Non conosciamo la forza della sua testimonianza. Speriamo sia immensa.

Martirio“, in greco vuol dire testimonianza.

Aleksey era stato incarcerato da qualche tempo in un istituto nella Russia artica, storico luogo di gulag, e precisamente nella colonia penale IK-3 vicino alla località di Kharp, e non distante dal campo di prigionia staliniano di Vorkuta: questo eroe, Navalny, alto, bell’uomo, era sempre più magro. Era tornato nella sua amata Patria maltrattata dopo essere stato curato in Germania da un avvelenamento propinatogli dai servizi russi. Lottava per la libertà in Russia da tutta la sua vita. Era pericoloso per il potere dell’autocrate, che lo temeva. Non so se avevano deciso che morisse. Dai comportamenti dell’amministrazione penitenziaria russa (Putin) sembrerebbe che sia stato così.

Ed è morto. Dicono, ufficialmente, per trombosi. Ma fino a un paio di giorni fa stava bene, come afferma Juljia Borisovna Navalnaya, la sua dignitosissima moglie, da Monaco di Baviera.

Si è tornati ai tempi dei processi pretestuosi, se non dei tempi staliniani degli anni ’30, quelli dei gulag mortali e delle fucilazioni alla Lubianka, ai tempi brezneviani di scrittori come Solzhenitsyn, Siniavski e Daniel, e, più recentemente, alle uccisioni di Litvinenko a Londra e di Anna Politkovskaya a Mosca, e a quando, se “andava bene” si veniva esiliati, dopo un periodo trascorso in uno dei cento e più manicomi dell’Unione Sovietica.

Un dissidente, Navalny, come quelli degli anni ’60 e ’70, attivo in modo non-violento. Erede di quelli che Stalin costringeva ad auto-accusarsi delle peggiori nefandezze tradimenti negli anni Trenta, il più famoso dei quali fu Leone Davidovic Trotskij, ucciso da sicari stalinisti (Ramon Mercader, cognato di Vittorio De Sica) a Ciudad de Mexico. Ma andarono al plotone di esecuzione anche bolscevichi della prima ora, compagni di Vladimir Ilich Ulianov (Lenin), come Bucharin, Zinovev e Kamenev, tra altri, numerosissimi.

I “dissidenti” non erano dei ribelli anti stato: in modo diverso e individuale sono sempre stati dei patrioti russi, come specifica Roy Medvedev, capaci di avere il coraggio di manifestare liberamente il proprio pensiero politico.

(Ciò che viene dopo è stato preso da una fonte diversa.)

use serde::Serialize;

use super::classification::ClassificationResult;
use super::label::Label;
use super::state::LifecycleState;

/// Read-only projection of scanner state for the presentation layer.
///
/// Published as one unit so an observer never sees a label from one tick
/// with the confidence of another.
#[derive(Debug, Clone, PartialEq, Eq, Default, Serialize)]
#[serde(rename_all = "camelCase")]
pub struct ScanSnapshot {
    pub is_scanning: bool,
    pub label: Option<Label>,
    pub confidence: u8,
    pub error_message: Option<String>,
}

impl ScanSnapshot {
    /// Snapshot for a state with no published result.
    pub fn for_state(state: &LifecycleState) -> Self {
        Self {
            is_scanning: state.is_scanning(),
            label: None,
            confidence: 0,
            error_message: state.error_message().map(str::to_owned),
        }
    }

    pub fn result(&self) -> Option<ClassificationResult> {
        self.label.map(|label| ClassificationResult {
            label,
            confidence: self.confidence,
        })
    }
}

/// Counters for debugging a scanner session.
#[derive(Debug, Clone, Default, PartialEq, Eq, Serialize)]
pub struct ScanDiagnostics {
    pub ticks: u64,
    pub frames_skipped: u64,
    pub sessions_acquired: u64,
    pub sessions_released: u64,
    pub acquisitions_failed: u64,
}

#[cfg(test)]
mod tests {
    use super::*;

    #[test]
    fn serializes_camel_case_projection() {
        let snapshot = ScanSnapshot {
            is_scanning: true,
            label: Some(Label::Happy),
            confidence: 82,
            error_message: None,
        };
        let json = serde_json::to_value(&snapshot).unwrap();
        assert_eq!(json["isScanning"], true);
        assert_eq!(json["label"], "Happy");
        assert_eq!(json["confidence"], 82);
        assert!(json["errorMessage"].is_null());
    }

    #[test]
    fn error_state_carries_message() {
        let snapshot = ScanSnapshot::for_state(&LifecycleState::Error("denied".into()));
        assert!(!snapshot.is_scanning);
        assert_eq!(snapshot.error_message.as_deref(), Some("denied"));
        assert!(snapshot.result().is_none());
    }
}
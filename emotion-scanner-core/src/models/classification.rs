use serde::{Deserialize, Serialize};

use super::label::Label;

/// Latest label and confidence. Published once per tick; only the most
/// recent value is kept.
#[derive(Debug, Clone, Copy, PartialEq, Eq, Serialize, Deserialize)]
pub struct ClassificationResult {
    pub label: Label,
    /// Integer percentage, 0–100.
    pub confidence: u8,
}
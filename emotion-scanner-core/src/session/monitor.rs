use std::sync::Arc;

use parking_lot::Mutex;

use crate::models::classification::ClassificationResult;
use crate::models::snapshot::ScanSnapshot;

/// Cloneable read-only view of the published scanner output.
///
/// The lifecycle is the only writer. Readers get a whole snapshot at once.
#[derive(Clone, Default)]
pub struct ScanMonitor {
    published: Arc<Mutex<ScanSnapshot>>,
}

impl ScanMonitor {
    pub(crate) fn new() -> Self {
        Self::default()
    }

    pub fn snapshot(&self) -> ScanSnapshot {
        self.published.lock().clone()
    }

    pub fn is_scanning(&self) -> bool {
        self.published.lock().is_scanning
    }

    pub fn current_result(&self) -> Option<ClassificationResult> {
        self.published.lock().result()
    }

    pub(crate) fn publish(&self, snapshot: ScanSnapshot) {
        *self.published.lock() = snapshot;
    }

    pub(crate) fn publish_result(&self, result: ClassificationResult) {
        let mut s = self.published.lock();
        s.label = Some(result.label);
        s.confidence = result.confidence;
    }
}
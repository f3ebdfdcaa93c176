use std::sync::Arc;

use chrono::{DateTime, Utc};
use uuid::Uuid;

use crate::models::config::ScannerConfig;
use crate::models::device::CameraDevice;
use crate::models::error::{AcquisitionError, CaptureError};
use crate::models::frame::Frame;
use crate::traits::frame_provider::FrameProvider;

/// An open camera stream.
///
/// Releases the device when dropped, so every exit path (stop, teardown,
/// a cancelled acquisition whose result is discarded) stops the tracks.
pub struct CaptureSession<P: FrameProvider> {
    id: Uuid,
    acquired_at: DateTime<Utc>,
    device: CameraDevice,
    provider: Arc<P>,
    stream: P::Stream,
    released: bool,
}

impl<P: FrameProvider> CaptureSession<P> {
    /// Acquire a stream from `provider`. Blocks until the device answers.
    pub fn open(provider: Arc<P>, config: &ScannerConfig) -> Result<Self, AcquisitionError> {
        let stream = provider.acquire(config)?;
        let device = provider.device_info();
        Ok(Self {
            id: Uuid::new_v4(),
            acquired_at: Utc::now(),
            device,
            provider,
            stream,
            released: false,
        })
    }

    pub fn id(&self) -> Uuid {
        self.id
    }

    pub fn acquired_at(&self) -> DateTime<Utc> {
        self.acquired_at
    }

    pub fn device(&self) -> &CameraDevice {
        &self.device
    }

    pub fn is_released(&self) -> bool {
        self.released
    }

    /// Latest frame from the stream.
    pub fn capture(&mut self) -> Result<Frame, CaptureError> {
        if self.released {
            return Err(CaptureError::DeviceLost("session already released".into()));
        }
        self.provider.capture(&mut self.stream)
    }

    /// Stop the stream. Returns `true` only for the call that released it.
    pub fn release(&mut self) -> bool {
        if self.released {
            return false;
        }
        self.provider.release(&mut self.stream);
        self.released = true;
        log::debug!("Released capture session {} on {}", self.id, self.device.name);
        true
    }
}

impl<P: FrameProvider> Drop for CaptureSession<P> {
    fn drop(&mut self) {
        self.release();
    }
}
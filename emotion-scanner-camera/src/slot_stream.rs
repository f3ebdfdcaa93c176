//! Latest-frame slot filled by a dedicated capture thread.
//!
//! The capture thread overwrites the slot with every decoded image; readers
//! clone whatever is there. Nothing is queued, so a reader always sees the
//! most recent frame and never waits for a new one.

use std::io;
use std::sync::atomic::{AtomicBool, Ordering};
use std::sync::Arc;
use std::thread;

use parking_lot::Mutex;

use emotion_scanner_core::models::error::CaptureError;
use emotion_scanner_core::models::frame::Frame;

#[derive(Debug, Clone, PartialEq)]
enum SlotState {
    Pending,
    Ready(Frame),
    Lost(String),
}

/// Shared single-frame buffer.
#[derive(Debug, Clone)]
pub struct FrameSlot {
    state: Arc<Mutex<SlotState>>,
}

impl FrameSlot {
    pub fn new() -> Self {
        Self {
            state: Arc::new(Mutex::new(SlotState::Pending)),
        }
    }

    /// Replace the current frame.
    pub fn store(&self, frame: Frame) {
        *self.state.lock() = SlotState::Ready(frame);
    }

    /// Mark the device as gone. Later reads report `DeviceLost`.
    pub fn mark_lost(&self, detail: impl Into<String>) {
        *self.state.lock() = SlotState::Lost(detail.into());
    }

    pub fn latest(&self) -> Result<Frame, CaptureError> {
        match &*self.state.lock() {
            SlotState::Pending => Err(CaptureError::FrameUnavailable),
            SlotState::Ready(frame) => Ok(frame.clone()),
            SlotState::Lost(detail) => Err(CaptureError::DeviceLost(detail.clone())),
        }
    }
}

impl Default for FrameSlot {
    fn default() -> Self {
        Self::new()
    }
}

/// An open stream backed by a capture thread writing into a `FrameSlot`.
pub struct SlotStream {
    running: Arc<AtomicBool>,
    slot: FrameSlot,
    handle: Option<thread::JoinHandle<()>>,
}

impl SlotStream {
    /// Spawn `body` on a named thread. `body` must return once the running
    /// flag it receives goes false.
    pub fn spawn<F>(name: &str, body: F) -> io::Result<Self>
    where
        F: FnOnce(Arc<AtomicBool>, FrameSlot) + Send + 'static,
    {
        let running = Arc::new(AtomicBool::new(true));
        let slot = FrameSlot::new();

        let thread_running = Arc::clone(&running);
        let thread_slot = slot.clone();
        let handle = thread::Builder::new()
            .name(name.into())
            .spawn(move || body(thread_running, thread_slot))?;

        Ok(Self {
            running,
            slot,
            handle: Some(handle),
        })
    }

    pub fn latest(&self) -> Result<Frame, CaptureError> {
        self.slot.latest()
    }

    pub fn is_running(&self) -> bool {
        self.handle.is_some()
    }

    /// Signal the capture thread to exit. Idempotent. Never blocks: the
    /// thread is joined on a short-lived reaper thread.
    pub fn stop(&mut self) {
        self.running.store(false, Ordering::SeqCst);
        if let Some(handle) = self.handle.take() {
            reap(handle);
        }
    }
}

fn reap(handle: thread::JoinHandle<()>) {
    let name = handle
        .thread()
        .name()
        .map(|n| format!("{}-reaper", n))
        .unwrap_or_else(|| "capture-reaper".into());

    let spawned = thread::Builder::new().name(name).spawn(move || {
        if handle.join().is_err() {
            log::error!("Capture thread panicked");
        }
    });
    if let Err(e) = spawned {
        log::warn!("Failed to spawn reaper, detaching capture thread: {}", e);
    }
}

impl Drop for SlotStream {
    fn drop(&mut self) {
        self.stop();
    }
}

#[cfg(test)]
mod tests {
    use super::*;
    use std::time::{Duration, Instant};

    #[test]
    fn pending_slot_has_no_frame() {
        let slot = FrameSlot::new();
        assert_eq!(slot.latest(), Err(CaptureError::FrameUnavailable));
    }

    #[test]
    fn store_overwrites_previous_frame() {
        let slot = FrameSlot::new();
        slot.store(Frame::solid(1, 1, [1, 1, 1]));
        slot.store(Frame::solid(1, 1, [9, 9, 9]));
        assert_eq!(slot.latest().unwrap().as_rgb(), &[9, 9, 9]);
    }

    #[test]
    fn lost_slot_reports_device_lost() {
        let slot = FrameSlot::new();
        slot.store(Frame::solid(1, 1, [1, 1, 1]));
        slot.mark_lost("unplugged");
        assert_eq!(
            slot.latest(),
            Err(CaptureError::DeviceLost("unplugged".into()))
        );
    }

    #[test]
    fn stop_joins_thread_and_is_idempotent() {
        let mut stream = SlotStream::spawn("slot-test", |running, slot| {
            while running.load(Ordering::SeqCst) {
                slot.store(Frame::solid(2, 2, [5, 5, 5]));
                thread::sleep(Duration::from_millis(1));
            }
        })
        .unwrap();

        let deadline = Instant::now() + Duration::from_secs(5);
        while stream.latest().is_err() && Instant::now() < deadline {
            thread::sleep(Duration::from_millis(1));
        }
        assert_eq!(stream.latest().unwrap().pixel_count(), 4);

        stream.stop();
        assert!(!stream.is_running());
        stream.stop();
    }

    #[test]
    fn stop_does_not_wait_for_a_stalled_read() {
        let exited = Arc::new(AtomicBool::new(false));
        let thread_exited = Arc::clone(&exited);
        let mut stream = SlotStream::spawn("slot-stall", move |running, slot| {
            while running.load(Ordering::SeqCst) {
                slot.store(Frame::solid(1, 1, [1, 1, 1]));
                thread::sleep(Duration::from_millis(500));
            }
            thread_exited.store(true, Ordering::SeqCst);
        })
        .unwrap();
        thread::sleep(Duration::from_millis(20));

        let started = Instant::now();
        stream.stop();
        assert!(started.elapsed() < Duration::from_millis(100));
        assert!(!stream.is_running());

        let deadline = Instant::now() + Duration::from_secs(5);
        while !exited.load(Ordering::SeqCst) && Instant::now() < deadline {
            thread::sleep(Duration::from_millis(5));
        }
        assert!(exited.load(Ordering::SeqCst));
    }

    #[test]
    fn drop_does_not_wait_for_a_stalled_read() {
        let stream = SlotStream::spawn("slot-stall-drop", |running, _slot| {
            while running.load(Ordering::SeqCst) {
                thread::sleep(Duration::from_millis(500));
            }
        })
        .unwrap();

        let started = Instant::now();
        drop(stream);
        assert!(started.elapsed() < Duration::from_millis(100));
    }
}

Il “potere” sovietico o russo che sia, ha sempre identificato i “dissidenti”, o come traditori antisovietici e quindi del popolo, o comunque traditori della Patria. Coloro che si sono coraggiosamente posti di fronte al potere non sono però mai stati un movimento unitario, capace di fare veramente fronte ai vari tipi di autocrazia, che risalgono addirittura allo zarismo.

La polizia segreta dello zar, i vari sistemi NKDV, GPU e KGB sovietici (nomi diversi di questa triste istituzione), si è sempre mossa per zittire, alla fine, fisicamente, ogni forma di dissenso.

Uno striscione della dissidenza, Per la nostra e la vostra libertà

La repressione del dissenso prevedeva vari provvedimenti, dal licenziamento dal lavoro alla cacciata dalle scuole, l’arresto, la privazione della cittadinanza e la detenzione in ospedali psichiatrici o nei gulag (Gulag è l’acronimo, introdotto nel 1930, di Gosudarstvennyj Upravlenje Lagerej, Direzione centrale dei lager), e la fucilazione, che riguardò, nel periodo staliniano, forse oltre settecentomila persone, la maggior parte delle quali, comunisti.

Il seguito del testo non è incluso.